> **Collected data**
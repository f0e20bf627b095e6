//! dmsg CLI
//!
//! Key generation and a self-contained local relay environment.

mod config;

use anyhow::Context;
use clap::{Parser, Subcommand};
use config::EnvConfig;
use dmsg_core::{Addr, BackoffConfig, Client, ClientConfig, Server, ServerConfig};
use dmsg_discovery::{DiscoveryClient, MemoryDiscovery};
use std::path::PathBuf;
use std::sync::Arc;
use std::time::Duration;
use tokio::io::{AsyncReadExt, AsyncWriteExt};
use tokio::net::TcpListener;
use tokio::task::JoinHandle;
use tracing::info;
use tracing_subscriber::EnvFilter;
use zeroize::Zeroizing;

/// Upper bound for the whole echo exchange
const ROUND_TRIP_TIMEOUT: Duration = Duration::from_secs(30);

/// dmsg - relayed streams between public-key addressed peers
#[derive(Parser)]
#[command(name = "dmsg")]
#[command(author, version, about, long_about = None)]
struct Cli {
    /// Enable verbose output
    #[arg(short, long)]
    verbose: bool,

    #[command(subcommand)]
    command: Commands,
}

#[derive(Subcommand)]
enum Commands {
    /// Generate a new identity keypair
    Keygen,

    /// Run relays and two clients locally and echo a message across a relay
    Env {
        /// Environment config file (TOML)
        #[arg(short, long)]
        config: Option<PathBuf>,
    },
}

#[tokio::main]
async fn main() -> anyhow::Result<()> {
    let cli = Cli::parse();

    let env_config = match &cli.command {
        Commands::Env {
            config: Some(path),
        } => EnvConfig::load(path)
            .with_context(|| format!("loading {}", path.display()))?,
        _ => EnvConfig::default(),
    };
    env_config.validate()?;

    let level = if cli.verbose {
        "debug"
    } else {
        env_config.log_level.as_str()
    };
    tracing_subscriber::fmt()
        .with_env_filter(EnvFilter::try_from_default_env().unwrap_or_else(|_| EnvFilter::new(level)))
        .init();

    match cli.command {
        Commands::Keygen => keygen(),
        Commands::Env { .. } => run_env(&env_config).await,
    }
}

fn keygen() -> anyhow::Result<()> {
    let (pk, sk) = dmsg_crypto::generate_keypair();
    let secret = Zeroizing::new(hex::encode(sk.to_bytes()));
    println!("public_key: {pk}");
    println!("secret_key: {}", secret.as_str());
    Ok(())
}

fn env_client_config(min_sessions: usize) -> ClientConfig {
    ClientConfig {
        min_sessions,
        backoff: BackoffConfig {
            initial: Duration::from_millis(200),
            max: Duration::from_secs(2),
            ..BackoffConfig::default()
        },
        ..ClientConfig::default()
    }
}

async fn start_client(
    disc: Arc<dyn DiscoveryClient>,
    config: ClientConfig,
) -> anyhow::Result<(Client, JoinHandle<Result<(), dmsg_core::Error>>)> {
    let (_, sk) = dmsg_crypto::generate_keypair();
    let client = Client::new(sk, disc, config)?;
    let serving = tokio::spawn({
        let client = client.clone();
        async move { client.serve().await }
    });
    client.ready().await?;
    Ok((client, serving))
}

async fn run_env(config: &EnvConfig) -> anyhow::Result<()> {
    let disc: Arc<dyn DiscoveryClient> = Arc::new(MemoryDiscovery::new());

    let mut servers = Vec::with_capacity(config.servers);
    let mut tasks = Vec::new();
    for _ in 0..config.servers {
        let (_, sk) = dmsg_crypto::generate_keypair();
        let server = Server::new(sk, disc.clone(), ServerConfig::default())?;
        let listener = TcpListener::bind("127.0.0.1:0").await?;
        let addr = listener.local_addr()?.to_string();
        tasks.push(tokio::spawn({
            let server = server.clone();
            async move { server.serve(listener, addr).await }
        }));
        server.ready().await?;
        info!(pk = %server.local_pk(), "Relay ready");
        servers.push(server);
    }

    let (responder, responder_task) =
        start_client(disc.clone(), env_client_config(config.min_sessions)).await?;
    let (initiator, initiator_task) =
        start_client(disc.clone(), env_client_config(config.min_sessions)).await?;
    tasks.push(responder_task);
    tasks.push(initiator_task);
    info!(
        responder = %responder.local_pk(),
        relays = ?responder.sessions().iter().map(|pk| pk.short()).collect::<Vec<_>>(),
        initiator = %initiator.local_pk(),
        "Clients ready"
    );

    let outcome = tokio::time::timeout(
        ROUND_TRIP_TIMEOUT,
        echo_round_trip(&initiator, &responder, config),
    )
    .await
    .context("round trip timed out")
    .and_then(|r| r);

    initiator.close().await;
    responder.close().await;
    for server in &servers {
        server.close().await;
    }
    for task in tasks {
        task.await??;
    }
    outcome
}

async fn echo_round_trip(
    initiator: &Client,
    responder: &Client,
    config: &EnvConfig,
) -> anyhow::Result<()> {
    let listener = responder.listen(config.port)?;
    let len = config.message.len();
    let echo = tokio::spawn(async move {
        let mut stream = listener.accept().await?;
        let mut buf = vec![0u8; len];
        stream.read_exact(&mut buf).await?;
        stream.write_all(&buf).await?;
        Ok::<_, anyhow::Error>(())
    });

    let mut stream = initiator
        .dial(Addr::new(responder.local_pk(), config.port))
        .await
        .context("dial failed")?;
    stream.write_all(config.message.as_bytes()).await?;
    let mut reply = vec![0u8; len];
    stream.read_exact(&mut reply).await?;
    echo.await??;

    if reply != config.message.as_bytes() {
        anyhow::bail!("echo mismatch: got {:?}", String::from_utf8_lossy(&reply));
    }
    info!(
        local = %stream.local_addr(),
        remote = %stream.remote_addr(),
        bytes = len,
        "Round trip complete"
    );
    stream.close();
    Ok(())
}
---
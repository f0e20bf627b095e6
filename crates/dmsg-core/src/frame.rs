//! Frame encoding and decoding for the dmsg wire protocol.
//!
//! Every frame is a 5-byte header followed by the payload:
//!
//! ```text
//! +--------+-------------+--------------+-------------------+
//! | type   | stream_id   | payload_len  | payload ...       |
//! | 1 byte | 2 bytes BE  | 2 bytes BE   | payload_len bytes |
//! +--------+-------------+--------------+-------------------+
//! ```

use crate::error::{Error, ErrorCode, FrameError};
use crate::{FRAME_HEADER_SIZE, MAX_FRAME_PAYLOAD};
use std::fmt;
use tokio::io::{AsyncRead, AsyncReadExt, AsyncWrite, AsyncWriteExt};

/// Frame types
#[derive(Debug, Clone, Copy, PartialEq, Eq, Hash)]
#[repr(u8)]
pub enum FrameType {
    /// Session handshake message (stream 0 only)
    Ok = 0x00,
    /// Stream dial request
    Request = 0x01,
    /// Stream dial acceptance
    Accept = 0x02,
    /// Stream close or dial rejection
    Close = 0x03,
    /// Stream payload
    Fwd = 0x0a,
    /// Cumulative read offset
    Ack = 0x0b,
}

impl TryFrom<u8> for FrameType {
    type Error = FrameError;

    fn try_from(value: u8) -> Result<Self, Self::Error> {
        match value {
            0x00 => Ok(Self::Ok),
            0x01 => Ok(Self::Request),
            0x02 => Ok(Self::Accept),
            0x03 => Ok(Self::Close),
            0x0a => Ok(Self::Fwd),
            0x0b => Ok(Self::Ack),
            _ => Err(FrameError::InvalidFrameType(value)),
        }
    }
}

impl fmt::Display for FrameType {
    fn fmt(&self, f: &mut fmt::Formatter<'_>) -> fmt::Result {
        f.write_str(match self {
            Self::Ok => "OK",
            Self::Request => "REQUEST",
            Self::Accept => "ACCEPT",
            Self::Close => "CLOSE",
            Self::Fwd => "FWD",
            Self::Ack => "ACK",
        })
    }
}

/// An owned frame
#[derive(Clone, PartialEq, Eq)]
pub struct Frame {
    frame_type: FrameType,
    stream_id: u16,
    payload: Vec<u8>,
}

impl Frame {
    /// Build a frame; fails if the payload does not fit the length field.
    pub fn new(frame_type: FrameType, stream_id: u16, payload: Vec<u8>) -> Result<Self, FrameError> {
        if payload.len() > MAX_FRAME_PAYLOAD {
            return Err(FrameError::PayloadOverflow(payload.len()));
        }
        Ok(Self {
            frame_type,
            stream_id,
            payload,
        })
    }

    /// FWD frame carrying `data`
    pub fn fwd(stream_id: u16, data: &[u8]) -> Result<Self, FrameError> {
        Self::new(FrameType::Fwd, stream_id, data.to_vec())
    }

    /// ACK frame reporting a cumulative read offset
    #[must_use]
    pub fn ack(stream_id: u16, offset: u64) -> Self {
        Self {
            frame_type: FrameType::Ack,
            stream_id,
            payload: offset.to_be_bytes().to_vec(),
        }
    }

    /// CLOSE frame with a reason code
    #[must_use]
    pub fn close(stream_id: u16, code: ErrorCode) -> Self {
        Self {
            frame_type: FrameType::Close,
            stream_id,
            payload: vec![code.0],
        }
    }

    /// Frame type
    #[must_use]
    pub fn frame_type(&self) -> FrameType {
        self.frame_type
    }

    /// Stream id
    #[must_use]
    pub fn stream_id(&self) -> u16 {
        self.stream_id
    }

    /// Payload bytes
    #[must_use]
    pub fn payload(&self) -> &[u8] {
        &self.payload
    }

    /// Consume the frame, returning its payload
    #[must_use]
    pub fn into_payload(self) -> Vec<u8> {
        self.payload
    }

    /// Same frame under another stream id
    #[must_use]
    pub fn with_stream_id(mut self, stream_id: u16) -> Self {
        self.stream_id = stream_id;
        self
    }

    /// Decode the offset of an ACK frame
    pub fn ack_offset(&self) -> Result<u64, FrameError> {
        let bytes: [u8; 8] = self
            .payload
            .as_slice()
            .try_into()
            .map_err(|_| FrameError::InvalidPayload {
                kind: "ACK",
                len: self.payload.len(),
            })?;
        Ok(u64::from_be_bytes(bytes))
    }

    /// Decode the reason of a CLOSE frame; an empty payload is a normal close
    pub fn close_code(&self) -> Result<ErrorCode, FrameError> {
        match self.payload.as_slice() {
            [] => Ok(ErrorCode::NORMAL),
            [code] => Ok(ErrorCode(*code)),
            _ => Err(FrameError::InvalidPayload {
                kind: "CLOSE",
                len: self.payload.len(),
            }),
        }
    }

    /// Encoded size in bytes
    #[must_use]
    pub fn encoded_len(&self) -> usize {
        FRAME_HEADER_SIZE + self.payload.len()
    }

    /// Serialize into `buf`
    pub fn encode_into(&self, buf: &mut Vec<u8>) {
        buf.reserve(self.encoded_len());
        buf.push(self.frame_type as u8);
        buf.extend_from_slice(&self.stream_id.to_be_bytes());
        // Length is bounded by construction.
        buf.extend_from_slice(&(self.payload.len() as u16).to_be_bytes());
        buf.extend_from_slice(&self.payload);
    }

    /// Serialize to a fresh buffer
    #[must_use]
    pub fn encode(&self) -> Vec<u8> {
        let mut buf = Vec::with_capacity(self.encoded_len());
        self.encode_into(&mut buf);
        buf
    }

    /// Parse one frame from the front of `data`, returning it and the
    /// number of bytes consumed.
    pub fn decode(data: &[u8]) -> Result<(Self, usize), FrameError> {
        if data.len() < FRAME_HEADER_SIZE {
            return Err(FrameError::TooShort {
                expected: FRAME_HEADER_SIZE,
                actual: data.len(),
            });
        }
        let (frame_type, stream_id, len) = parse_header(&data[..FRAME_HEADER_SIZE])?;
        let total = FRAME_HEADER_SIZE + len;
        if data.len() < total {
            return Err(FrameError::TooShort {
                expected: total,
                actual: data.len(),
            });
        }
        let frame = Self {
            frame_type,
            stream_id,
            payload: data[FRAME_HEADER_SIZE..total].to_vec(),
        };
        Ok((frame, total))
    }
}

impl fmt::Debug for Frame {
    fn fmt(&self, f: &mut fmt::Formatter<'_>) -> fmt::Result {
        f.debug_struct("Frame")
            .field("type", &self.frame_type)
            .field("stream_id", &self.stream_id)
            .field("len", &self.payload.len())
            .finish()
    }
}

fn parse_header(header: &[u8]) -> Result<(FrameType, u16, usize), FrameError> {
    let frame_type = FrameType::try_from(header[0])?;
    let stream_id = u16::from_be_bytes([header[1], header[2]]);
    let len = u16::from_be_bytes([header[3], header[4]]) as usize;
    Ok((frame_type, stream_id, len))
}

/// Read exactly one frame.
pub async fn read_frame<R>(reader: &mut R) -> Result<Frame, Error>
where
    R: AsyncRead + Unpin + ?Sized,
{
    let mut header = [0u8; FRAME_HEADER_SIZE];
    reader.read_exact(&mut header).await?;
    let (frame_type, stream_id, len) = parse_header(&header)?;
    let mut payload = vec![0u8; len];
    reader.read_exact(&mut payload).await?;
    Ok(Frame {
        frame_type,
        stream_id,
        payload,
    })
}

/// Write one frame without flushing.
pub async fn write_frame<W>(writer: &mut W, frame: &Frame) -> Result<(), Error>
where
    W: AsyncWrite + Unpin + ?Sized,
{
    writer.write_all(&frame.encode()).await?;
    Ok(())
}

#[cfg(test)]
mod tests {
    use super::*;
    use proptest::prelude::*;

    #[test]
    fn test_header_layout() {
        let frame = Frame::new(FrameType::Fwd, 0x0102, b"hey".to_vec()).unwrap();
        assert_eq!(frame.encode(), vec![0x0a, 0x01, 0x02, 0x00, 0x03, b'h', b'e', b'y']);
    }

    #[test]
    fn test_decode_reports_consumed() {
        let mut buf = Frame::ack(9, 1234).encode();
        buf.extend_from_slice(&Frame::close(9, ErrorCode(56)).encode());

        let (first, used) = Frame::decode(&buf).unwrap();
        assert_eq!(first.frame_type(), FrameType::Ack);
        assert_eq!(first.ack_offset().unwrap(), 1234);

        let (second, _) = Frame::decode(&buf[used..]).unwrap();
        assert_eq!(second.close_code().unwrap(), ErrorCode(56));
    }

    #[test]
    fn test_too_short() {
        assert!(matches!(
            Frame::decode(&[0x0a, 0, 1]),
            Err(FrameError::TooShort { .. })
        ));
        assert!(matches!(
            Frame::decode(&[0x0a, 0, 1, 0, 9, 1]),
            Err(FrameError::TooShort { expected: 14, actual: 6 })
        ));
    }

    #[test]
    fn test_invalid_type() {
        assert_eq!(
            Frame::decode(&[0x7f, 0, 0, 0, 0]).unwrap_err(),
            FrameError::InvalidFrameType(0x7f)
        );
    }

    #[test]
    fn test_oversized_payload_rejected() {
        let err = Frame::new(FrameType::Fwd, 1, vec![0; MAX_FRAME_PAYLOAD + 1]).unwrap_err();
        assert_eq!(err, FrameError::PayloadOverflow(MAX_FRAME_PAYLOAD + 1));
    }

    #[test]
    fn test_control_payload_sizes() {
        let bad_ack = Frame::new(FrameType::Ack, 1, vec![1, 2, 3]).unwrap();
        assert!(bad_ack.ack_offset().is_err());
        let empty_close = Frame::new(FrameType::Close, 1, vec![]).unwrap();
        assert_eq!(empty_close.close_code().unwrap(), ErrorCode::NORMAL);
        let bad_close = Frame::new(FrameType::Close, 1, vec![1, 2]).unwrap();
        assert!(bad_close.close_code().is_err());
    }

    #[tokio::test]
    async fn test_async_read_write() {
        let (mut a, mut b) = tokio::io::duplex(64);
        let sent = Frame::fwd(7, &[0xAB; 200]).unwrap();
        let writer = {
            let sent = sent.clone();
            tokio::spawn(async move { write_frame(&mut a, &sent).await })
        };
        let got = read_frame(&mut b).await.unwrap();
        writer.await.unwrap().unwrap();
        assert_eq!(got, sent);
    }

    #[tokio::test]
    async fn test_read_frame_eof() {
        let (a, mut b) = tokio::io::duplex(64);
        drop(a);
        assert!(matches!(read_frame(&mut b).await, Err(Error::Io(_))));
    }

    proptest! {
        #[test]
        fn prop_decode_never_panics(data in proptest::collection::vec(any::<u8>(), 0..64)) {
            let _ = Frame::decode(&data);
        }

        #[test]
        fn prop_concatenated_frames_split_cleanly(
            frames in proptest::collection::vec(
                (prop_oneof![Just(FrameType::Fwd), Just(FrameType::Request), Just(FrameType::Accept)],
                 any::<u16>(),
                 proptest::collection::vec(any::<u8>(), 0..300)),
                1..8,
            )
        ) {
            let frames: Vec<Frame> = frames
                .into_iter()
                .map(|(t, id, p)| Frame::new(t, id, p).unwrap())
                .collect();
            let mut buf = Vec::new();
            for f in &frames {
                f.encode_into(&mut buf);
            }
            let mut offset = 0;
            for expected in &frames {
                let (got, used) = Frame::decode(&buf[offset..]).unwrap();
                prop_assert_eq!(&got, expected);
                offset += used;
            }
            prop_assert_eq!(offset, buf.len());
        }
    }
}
...
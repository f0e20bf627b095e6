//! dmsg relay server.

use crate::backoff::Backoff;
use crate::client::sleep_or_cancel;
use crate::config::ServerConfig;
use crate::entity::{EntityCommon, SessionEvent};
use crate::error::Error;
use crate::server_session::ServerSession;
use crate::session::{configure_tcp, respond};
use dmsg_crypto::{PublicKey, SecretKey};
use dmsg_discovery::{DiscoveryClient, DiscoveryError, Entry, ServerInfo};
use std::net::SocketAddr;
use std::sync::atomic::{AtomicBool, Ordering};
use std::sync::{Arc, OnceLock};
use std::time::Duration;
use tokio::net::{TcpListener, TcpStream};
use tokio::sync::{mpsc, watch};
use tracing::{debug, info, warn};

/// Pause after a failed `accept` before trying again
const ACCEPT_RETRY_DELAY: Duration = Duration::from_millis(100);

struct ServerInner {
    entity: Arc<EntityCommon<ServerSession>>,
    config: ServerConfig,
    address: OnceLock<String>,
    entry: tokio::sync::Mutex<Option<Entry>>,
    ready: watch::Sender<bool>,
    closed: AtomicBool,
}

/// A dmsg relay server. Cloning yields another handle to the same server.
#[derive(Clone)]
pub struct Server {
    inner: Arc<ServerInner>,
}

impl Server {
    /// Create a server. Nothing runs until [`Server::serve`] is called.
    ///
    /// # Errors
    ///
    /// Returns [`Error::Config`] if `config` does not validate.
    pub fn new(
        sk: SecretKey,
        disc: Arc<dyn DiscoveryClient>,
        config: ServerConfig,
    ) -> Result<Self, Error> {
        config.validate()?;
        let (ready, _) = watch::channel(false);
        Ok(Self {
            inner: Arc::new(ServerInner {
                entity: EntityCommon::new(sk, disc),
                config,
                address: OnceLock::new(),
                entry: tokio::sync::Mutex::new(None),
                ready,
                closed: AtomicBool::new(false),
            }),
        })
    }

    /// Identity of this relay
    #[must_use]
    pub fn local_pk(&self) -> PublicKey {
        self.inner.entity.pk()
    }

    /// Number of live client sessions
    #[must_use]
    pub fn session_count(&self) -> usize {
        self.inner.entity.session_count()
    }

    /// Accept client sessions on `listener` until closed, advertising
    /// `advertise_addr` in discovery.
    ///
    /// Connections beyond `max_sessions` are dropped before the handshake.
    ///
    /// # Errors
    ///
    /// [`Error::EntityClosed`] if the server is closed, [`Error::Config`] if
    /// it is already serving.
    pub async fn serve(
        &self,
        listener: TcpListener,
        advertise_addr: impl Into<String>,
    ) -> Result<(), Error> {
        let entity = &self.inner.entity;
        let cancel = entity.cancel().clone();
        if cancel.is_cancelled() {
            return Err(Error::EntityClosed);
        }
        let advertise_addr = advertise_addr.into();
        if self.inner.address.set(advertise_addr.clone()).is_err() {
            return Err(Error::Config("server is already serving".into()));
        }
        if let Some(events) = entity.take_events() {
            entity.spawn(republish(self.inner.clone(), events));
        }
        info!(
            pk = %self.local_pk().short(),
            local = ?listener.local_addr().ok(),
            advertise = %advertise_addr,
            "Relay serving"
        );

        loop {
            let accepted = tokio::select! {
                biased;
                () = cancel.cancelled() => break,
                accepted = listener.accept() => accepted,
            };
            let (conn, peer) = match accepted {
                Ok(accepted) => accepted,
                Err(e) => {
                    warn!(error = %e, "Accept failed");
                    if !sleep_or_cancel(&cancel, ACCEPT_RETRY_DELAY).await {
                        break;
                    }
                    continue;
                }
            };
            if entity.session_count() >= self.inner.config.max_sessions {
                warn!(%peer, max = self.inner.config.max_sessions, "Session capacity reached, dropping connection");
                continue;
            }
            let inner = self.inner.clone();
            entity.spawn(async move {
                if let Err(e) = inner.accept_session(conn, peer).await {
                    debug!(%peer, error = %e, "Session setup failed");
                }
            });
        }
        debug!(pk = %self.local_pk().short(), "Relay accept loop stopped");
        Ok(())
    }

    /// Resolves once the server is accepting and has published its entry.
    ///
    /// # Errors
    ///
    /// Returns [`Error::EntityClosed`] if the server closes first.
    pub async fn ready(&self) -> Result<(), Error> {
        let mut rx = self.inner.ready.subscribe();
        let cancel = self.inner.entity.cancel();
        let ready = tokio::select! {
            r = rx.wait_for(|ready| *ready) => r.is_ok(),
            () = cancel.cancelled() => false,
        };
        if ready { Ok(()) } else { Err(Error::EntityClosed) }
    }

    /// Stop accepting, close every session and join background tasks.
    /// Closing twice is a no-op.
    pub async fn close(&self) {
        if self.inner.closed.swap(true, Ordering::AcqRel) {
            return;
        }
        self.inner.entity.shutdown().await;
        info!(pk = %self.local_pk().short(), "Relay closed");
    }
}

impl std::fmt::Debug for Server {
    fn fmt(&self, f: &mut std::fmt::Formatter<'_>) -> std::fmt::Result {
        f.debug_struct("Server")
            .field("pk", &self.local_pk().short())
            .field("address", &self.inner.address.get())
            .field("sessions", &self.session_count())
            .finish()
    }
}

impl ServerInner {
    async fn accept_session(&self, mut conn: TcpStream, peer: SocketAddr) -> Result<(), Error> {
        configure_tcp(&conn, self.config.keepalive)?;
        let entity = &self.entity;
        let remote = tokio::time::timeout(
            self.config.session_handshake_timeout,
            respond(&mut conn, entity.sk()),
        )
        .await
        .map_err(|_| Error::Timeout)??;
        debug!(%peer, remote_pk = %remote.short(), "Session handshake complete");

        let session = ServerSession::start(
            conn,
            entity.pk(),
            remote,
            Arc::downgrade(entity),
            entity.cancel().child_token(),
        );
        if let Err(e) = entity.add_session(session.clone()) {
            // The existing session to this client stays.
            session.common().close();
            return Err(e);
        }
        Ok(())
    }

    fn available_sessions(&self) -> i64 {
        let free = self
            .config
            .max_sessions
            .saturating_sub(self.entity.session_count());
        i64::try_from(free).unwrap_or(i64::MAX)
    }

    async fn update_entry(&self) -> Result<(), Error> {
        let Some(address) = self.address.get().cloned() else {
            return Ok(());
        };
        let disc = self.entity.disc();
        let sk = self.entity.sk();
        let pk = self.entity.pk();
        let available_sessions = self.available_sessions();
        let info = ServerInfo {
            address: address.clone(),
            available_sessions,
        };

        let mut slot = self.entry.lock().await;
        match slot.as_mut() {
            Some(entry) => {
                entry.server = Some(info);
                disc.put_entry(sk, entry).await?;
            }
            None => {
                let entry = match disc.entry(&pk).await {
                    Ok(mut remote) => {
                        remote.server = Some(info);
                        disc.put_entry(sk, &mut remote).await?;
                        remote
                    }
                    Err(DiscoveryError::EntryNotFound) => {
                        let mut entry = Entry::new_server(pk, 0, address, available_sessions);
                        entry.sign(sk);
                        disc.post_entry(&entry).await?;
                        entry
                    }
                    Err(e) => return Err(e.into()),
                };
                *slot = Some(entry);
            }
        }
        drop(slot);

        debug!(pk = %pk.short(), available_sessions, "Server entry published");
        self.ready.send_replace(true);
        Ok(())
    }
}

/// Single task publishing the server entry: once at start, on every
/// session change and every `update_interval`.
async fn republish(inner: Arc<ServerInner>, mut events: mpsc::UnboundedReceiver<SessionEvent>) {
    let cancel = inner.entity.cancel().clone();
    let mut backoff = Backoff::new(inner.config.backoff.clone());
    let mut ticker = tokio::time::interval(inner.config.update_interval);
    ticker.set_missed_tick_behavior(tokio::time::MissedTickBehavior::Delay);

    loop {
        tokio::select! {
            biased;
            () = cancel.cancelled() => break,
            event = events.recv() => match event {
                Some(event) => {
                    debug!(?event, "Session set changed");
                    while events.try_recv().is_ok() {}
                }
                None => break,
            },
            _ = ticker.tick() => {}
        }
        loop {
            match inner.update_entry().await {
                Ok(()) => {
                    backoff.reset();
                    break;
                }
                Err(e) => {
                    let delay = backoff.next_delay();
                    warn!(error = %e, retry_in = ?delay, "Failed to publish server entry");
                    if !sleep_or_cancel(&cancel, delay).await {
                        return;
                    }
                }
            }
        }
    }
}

> **Work required**
A line belongs in the answer if it contains the word "validate"; copy every such line from the data above.

> **The answer**
    env_config.validate()?;
    /// Returns [`Error::Config`] if `config` does not validate.
        config.validate()?;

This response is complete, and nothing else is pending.